--- DATASET EXTRACT ---
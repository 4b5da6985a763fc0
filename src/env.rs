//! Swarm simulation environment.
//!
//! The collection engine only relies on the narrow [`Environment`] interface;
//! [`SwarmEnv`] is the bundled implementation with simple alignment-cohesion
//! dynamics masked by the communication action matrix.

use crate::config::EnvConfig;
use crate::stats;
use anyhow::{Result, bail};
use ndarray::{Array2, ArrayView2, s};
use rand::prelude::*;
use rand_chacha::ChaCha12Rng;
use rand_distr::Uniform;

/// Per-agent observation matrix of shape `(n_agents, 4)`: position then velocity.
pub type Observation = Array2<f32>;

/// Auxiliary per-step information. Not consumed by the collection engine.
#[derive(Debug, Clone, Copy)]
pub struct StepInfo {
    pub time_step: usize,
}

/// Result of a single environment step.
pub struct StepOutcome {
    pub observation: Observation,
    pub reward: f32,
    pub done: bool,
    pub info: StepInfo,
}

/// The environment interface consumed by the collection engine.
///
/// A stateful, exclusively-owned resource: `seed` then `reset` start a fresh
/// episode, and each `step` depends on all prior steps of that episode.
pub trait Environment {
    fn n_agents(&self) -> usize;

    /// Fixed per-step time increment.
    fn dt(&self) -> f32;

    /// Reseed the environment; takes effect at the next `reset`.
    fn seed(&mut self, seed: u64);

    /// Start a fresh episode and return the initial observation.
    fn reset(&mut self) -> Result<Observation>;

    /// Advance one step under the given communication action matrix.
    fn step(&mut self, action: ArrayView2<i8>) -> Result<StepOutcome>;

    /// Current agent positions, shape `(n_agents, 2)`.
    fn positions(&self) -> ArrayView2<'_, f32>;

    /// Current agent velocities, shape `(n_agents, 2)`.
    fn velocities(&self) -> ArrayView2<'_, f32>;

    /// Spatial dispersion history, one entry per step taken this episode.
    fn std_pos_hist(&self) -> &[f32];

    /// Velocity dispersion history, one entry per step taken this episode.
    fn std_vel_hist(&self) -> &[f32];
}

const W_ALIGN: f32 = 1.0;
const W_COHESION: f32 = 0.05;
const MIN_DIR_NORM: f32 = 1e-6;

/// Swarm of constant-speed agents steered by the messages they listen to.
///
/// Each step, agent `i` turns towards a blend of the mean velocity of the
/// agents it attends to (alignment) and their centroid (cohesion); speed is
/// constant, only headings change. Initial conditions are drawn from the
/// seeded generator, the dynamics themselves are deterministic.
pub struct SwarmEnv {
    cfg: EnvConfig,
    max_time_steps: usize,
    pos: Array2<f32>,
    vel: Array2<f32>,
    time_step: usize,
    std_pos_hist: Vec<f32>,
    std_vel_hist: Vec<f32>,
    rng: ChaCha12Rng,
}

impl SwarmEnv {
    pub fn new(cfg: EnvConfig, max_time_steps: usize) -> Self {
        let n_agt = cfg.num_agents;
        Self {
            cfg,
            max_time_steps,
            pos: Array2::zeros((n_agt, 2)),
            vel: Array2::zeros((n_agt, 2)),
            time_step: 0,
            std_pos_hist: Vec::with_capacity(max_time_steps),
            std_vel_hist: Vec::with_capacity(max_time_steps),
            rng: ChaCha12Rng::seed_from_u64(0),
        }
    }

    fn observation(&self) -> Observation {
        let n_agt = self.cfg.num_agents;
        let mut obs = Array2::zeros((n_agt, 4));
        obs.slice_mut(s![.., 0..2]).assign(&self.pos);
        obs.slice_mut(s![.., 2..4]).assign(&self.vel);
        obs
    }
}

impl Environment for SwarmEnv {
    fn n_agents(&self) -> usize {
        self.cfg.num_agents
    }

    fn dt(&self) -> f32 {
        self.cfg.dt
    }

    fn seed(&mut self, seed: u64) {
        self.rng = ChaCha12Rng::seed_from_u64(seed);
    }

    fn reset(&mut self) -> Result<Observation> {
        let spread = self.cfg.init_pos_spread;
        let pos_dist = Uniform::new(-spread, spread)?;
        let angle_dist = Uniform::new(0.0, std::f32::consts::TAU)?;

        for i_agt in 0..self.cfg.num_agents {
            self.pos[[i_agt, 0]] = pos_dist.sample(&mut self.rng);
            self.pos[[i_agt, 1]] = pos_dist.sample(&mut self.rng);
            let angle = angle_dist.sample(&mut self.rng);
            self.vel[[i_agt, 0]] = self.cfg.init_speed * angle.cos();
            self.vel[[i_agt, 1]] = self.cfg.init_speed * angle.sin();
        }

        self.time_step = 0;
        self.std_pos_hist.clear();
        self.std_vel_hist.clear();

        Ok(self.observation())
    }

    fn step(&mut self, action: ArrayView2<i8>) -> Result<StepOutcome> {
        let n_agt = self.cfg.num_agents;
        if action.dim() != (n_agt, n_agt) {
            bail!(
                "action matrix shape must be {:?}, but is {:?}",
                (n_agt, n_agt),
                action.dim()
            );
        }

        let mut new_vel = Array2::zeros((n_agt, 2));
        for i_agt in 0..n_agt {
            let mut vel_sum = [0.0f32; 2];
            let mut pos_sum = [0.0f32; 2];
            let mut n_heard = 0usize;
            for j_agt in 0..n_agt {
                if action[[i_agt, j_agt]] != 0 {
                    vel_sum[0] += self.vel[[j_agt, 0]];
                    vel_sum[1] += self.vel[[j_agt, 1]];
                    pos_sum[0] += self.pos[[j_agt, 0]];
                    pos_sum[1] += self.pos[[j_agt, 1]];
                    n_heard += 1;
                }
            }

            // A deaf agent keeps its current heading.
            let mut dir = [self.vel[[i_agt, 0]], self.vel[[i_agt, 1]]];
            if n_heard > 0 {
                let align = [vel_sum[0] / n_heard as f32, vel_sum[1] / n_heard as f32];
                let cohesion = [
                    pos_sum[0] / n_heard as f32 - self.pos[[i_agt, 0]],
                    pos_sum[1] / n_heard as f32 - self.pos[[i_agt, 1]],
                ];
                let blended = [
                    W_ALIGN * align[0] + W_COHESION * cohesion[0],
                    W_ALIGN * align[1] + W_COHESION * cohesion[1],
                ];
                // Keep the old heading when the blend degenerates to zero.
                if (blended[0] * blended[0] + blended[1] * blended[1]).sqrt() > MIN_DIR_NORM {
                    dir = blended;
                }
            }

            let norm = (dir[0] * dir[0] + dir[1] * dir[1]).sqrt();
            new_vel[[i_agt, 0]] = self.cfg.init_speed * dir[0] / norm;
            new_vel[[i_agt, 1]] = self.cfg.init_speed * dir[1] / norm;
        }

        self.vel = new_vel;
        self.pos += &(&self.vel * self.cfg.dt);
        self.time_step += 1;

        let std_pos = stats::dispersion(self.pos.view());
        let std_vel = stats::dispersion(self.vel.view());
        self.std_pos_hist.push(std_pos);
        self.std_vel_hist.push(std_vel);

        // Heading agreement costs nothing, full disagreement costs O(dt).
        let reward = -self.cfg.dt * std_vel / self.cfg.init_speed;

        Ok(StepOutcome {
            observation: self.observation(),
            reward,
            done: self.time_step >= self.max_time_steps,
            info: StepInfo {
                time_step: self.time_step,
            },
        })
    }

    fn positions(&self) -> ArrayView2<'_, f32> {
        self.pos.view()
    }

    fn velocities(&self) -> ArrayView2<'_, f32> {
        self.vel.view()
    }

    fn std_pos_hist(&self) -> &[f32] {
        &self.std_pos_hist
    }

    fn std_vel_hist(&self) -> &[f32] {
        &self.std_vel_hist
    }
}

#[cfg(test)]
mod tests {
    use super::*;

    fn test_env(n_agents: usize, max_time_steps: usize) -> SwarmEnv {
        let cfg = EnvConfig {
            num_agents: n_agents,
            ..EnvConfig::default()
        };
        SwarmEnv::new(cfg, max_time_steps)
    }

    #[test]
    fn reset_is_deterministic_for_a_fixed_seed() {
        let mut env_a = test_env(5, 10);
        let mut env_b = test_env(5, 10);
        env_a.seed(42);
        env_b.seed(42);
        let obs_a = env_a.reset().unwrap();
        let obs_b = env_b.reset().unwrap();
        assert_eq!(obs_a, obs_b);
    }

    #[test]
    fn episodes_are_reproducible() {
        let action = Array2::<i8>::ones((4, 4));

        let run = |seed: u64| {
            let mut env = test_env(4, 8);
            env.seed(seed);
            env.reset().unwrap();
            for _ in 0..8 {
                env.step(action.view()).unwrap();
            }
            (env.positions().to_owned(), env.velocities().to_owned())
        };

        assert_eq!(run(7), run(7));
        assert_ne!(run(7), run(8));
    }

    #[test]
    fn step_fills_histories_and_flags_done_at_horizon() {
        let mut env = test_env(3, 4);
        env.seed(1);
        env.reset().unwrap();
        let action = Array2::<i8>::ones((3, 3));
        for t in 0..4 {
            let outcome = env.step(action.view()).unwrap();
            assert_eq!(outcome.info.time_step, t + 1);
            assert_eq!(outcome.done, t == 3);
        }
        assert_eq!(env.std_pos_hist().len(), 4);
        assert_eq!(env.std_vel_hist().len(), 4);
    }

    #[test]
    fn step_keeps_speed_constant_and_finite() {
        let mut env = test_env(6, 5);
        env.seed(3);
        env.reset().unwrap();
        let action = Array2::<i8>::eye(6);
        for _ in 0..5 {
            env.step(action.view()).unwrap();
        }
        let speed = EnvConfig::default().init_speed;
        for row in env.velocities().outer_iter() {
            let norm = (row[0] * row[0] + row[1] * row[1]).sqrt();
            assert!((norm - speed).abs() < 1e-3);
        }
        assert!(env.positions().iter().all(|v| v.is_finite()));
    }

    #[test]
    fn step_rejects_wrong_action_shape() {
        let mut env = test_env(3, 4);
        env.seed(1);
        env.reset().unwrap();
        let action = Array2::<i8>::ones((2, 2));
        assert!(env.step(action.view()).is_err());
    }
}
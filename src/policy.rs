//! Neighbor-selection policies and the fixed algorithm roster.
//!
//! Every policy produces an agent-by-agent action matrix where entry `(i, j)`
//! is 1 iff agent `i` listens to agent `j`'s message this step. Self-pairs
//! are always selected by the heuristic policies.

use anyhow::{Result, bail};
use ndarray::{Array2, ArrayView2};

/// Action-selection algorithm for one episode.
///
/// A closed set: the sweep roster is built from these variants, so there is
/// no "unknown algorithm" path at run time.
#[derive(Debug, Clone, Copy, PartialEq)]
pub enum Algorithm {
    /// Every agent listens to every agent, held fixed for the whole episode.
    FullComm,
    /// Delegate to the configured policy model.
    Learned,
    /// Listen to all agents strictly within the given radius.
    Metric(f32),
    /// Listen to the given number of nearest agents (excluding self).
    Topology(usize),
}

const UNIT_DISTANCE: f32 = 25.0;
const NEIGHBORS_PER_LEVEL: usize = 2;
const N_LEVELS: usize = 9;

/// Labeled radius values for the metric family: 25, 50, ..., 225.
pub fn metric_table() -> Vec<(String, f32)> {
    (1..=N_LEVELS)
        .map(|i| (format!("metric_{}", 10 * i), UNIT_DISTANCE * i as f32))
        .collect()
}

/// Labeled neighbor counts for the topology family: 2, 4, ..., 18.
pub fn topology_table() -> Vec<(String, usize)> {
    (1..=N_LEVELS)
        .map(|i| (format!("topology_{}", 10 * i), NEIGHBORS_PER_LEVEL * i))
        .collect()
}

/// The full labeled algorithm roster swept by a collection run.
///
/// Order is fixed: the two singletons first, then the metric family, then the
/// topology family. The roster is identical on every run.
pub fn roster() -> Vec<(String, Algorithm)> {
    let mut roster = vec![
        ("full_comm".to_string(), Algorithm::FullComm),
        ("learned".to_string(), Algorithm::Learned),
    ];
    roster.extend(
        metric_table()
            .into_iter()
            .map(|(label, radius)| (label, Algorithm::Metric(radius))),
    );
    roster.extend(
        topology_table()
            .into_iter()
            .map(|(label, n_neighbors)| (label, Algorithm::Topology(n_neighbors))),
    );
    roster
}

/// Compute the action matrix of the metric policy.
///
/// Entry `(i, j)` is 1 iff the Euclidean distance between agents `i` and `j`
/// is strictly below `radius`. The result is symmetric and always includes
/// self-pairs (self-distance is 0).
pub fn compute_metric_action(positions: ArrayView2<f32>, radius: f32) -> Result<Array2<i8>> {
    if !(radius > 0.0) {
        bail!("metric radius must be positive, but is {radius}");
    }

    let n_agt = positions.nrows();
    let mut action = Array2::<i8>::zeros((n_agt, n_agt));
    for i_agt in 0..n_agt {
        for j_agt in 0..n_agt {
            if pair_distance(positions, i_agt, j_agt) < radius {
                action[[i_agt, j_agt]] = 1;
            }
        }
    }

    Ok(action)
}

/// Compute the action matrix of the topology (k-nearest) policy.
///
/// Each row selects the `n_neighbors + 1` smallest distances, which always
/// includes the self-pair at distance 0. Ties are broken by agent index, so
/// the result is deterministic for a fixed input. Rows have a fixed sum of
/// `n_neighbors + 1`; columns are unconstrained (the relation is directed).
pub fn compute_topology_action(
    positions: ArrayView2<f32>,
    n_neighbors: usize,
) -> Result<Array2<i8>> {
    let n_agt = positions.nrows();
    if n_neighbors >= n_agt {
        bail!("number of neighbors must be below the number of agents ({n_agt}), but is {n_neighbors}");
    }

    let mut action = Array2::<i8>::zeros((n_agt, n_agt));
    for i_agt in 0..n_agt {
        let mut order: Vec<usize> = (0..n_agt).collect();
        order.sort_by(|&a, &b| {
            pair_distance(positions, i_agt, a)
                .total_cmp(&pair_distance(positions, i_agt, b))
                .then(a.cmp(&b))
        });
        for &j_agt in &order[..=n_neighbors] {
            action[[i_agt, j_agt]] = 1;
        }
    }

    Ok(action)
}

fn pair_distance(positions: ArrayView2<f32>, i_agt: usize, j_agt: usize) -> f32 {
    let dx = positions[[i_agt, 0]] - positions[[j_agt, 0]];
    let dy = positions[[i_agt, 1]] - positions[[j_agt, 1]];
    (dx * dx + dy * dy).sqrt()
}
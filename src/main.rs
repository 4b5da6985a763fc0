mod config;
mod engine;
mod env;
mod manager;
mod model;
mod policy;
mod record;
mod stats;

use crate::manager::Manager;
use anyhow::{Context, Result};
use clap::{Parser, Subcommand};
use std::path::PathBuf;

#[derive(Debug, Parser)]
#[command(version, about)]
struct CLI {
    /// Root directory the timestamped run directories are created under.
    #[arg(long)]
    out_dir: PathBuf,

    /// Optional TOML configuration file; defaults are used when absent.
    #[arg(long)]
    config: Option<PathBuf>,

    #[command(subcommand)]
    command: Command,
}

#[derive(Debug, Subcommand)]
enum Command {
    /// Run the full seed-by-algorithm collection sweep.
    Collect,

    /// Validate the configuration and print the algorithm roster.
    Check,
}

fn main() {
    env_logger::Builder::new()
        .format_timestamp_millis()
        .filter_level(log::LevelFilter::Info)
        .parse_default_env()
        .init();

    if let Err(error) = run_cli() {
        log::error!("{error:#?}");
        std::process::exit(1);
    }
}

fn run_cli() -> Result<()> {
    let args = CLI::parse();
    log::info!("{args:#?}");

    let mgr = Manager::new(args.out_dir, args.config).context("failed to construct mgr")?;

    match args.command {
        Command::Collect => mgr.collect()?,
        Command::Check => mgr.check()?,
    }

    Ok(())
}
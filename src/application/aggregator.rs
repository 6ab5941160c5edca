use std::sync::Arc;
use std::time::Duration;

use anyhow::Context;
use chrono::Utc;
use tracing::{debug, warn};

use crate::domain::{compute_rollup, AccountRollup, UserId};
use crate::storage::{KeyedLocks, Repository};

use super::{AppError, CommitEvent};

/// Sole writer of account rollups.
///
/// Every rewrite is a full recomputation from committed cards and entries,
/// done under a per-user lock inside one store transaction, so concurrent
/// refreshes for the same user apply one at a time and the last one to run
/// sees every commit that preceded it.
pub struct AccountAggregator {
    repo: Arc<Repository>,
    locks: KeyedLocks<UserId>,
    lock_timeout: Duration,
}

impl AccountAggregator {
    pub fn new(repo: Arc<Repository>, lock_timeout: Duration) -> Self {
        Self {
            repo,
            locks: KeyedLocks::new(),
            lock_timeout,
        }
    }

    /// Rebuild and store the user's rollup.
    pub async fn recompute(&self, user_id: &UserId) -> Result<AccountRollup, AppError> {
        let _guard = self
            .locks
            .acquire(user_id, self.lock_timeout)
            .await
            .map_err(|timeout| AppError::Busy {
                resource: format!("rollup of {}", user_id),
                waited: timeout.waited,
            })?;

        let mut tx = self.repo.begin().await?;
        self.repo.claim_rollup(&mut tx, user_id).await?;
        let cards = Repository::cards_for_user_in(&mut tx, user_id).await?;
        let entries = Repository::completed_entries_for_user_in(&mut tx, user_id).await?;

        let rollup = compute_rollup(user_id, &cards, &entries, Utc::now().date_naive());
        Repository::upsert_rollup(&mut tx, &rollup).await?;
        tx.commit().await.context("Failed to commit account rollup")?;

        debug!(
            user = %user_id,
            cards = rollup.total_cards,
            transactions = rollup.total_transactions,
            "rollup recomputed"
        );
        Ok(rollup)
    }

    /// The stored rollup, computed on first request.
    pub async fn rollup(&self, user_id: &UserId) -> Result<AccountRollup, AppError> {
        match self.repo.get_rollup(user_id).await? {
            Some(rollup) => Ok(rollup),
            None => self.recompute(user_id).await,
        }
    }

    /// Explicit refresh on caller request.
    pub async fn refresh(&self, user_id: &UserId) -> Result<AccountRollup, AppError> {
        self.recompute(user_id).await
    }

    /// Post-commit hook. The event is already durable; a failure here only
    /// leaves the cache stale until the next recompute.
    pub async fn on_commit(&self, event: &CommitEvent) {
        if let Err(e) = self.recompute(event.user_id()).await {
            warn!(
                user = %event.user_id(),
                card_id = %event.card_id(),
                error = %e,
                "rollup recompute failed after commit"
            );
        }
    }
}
---
▶ INSTRUCTIONS TO FOLLOW: From the records above, copy each line that contains the word "Parser".

▶ RESPONSE AREA:
use clap::{Parser, Subcommand};
#[derive(Debug, Parser)]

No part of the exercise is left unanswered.